WHAT YOU SHOULD DO: The reply should be one number: how many lines of the data below contain "reqwest".

GIVEN INFORMATION:
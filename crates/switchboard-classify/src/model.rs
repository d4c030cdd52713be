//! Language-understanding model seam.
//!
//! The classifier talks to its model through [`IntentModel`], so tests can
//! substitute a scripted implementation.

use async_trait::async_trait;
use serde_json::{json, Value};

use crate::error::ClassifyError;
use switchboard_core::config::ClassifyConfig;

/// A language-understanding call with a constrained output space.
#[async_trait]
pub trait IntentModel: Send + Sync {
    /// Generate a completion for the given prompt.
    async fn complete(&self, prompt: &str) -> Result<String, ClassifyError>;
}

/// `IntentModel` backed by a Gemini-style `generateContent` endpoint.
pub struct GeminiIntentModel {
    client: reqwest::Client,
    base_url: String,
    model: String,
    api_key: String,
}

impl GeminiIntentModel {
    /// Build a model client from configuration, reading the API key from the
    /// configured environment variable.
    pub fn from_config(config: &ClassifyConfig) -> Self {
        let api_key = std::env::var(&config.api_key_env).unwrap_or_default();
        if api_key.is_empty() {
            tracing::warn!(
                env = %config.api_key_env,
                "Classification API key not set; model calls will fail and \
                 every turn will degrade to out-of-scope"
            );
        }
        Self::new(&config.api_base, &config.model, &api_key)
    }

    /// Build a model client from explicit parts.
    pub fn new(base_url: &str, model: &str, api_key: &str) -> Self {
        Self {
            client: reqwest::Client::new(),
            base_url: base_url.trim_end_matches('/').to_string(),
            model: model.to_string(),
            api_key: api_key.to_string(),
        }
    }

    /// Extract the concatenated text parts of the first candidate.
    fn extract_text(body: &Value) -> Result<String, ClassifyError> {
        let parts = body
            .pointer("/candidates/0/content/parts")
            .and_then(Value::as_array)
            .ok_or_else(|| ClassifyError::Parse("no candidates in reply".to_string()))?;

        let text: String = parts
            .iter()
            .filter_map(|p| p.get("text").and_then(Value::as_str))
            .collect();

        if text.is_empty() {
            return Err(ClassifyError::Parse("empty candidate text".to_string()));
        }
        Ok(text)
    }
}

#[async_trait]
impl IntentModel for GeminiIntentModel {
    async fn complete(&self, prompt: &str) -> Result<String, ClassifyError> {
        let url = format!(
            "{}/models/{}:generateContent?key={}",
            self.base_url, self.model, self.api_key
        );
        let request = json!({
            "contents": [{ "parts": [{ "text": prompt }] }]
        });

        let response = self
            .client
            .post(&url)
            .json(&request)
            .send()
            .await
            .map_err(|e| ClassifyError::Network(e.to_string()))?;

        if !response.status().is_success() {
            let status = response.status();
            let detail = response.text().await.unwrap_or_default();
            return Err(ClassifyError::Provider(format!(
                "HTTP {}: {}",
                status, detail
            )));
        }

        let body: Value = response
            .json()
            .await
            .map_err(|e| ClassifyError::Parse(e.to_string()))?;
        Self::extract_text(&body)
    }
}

* * *

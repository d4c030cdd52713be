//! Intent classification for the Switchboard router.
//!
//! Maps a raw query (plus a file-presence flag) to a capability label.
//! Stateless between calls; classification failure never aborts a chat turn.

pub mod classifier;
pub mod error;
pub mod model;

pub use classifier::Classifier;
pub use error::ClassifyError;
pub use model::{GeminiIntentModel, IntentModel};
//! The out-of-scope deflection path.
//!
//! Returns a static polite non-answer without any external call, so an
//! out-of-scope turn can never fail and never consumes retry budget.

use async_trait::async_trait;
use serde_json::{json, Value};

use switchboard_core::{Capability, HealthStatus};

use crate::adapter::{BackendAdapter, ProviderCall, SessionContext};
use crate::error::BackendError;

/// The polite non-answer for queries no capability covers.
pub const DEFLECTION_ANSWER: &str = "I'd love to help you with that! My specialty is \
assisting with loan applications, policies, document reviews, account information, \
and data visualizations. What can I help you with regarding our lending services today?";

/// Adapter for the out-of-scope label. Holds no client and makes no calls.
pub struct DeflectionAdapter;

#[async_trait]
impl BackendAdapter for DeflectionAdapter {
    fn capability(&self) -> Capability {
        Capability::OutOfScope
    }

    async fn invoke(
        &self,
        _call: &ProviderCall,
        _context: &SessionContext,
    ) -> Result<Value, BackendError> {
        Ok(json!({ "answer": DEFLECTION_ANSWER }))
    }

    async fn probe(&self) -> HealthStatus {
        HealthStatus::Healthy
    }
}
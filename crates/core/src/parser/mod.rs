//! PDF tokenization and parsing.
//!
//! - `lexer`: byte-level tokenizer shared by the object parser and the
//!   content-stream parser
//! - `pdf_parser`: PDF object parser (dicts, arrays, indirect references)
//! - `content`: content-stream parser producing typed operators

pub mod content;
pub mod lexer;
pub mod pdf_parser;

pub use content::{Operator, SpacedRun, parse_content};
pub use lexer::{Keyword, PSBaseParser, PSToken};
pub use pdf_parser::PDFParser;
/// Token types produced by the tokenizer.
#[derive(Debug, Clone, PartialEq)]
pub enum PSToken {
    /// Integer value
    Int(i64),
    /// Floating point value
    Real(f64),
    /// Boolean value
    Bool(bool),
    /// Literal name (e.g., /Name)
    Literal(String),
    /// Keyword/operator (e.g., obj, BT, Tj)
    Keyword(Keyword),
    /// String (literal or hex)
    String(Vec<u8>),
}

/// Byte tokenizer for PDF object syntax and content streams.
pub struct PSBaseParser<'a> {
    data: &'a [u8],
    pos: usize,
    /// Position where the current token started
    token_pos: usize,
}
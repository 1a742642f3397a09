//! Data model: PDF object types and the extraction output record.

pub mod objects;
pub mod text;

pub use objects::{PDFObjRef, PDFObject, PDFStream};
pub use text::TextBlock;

EXERCISE OUTPUT: 2